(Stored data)
[Start of section]
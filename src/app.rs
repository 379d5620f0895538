//! Process bootstrap: storage, ingestion listener and Query API wired together.
//!
//! [`Collector::bind`] does everything that can fail at startup (pool, schema,
//! both sockets), so a taken port aborts before any task is spawned.
//! [`Collector::serve`] then runs the listener as a background task and the
//! HTTP server in the foreground until the shared token is cancelled.

use std::{net::SocketAddr, time::Duration};

use anyhow::{anyhow, Result};
use tokio::net::TcpListener;
use tokio_util::sync::CancellationToken;

use crate::error::BindError;
use crate::{ingest, routes, schema, storage, Config, Storage};

// ---

pub struct Collector {
    storage: Storage,
    ingest_listener: TcpListener,
    http_listener: TcpListener,
    request_timeout: Duration,
}

impl Collector {
    /// Open the store, create the schema and bind both sockets.
    pub async fn bind(cfg: &Config) -> Result<Self> {
        // ---
        tracing::info!("Opening database: {}", cfg.db_url);

        let pool = storage::connect(&cfg.db_url, cfg.db_pool_max)
            .await
            .map_err(|e| anyhow!("Failed to open database '{}': {}", cfg.db_url, e))?;

        schema::create_schema(&pool).await?;
        tracing::info!("Database schema ready");

        let ingest_listener = ingest::bind(cfg.ingest_addr).await?;
        let http_listener = TcpListener::bind(cfg.http_addr)
            .await
            .map_err(|source| BindError {
                what: "http",
                addr: cfg.http_addr,
                source,
            })?;

        Ok(Self {
            storage: Storage::new(pool),
            ingest_listener,
            http_listener,
            request_timeout: cfg.http_request_timeout,
        })
    }

    pub fn storage(&self) -> &Storage {
        &self.storage
    }

    pub fn ingest_addr(&self) -> Result<SocketAddr> {
        Ok(self.ingest_listener.local_addr()?)
    }

    pub fn http_addr(&self) -> Result<SocketAddr> {
        Ok(self.http_listener.local_addr()?)
    }

    /// Run until `shutdown` is cancelled or either side stops.
    ///
    /// The HTTP server drains in-flight requests; the listener finishes the
    /// message it is writing. Each row is its own transaction, so stopping
    /// between rows leaves the store consistent.
    pub async fn serve(self, shutdown: CancellationToken) -> Result<()> {
        // ---
        let Collector {
            storage,
            ingest_listener,
            http_listener,
            request_timeout,
        } = self;

        let ingest_task = tokio::spawn(ingest::run(
            ingest_listener,
            storage.clone(),
            shutdown.clone(),
        ));

        let app = routes::router(storage.clone(), request_timeout);
        tracing::info!("Query API listening on {}", http_listener.local_addr()?);

        let served = axum::serve(http_listener, app)
            .with_graceful_shutdown(shutdown.clone().cancelled_owned())
            .await;

        shutdown.cancel();
        let joined = ingest_task.await;
        storage.pool().close().await;
        tracing::info!("Collector stopped");

        served?;
        joined.map_err(|e| anyhow!("Ingestion listener task failed: {}", e))?;
        Ok(())
    }
}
[End of section]
- **YOUR TASK**: Among the entries above, locate the lines containing "pub fn storage(&self)" and "transaction, so stopping", and transcribe exactly those two lines and all lines between.

- **REPLY TO THE TASK**:
    pub fn storage(&self) -> &Storage {
        &self.storage
    }

    pub fn ingest_addr(&self) -> Result<SocketAddr> {
        Ok(self.ingest_listener.local_addr()?)
    }

    pub fn http_addr(&self) -> Result<SocketAddr> {
        Ok(self.http_listener.local_addr()?)
    }

    /// Run until `shutdown` is cancelled or either side stops.
    ///
    /// The HTTP server drains in-flight requests; the listener finishes the
    /// message it is writing. Each row is its own transaction, so stopping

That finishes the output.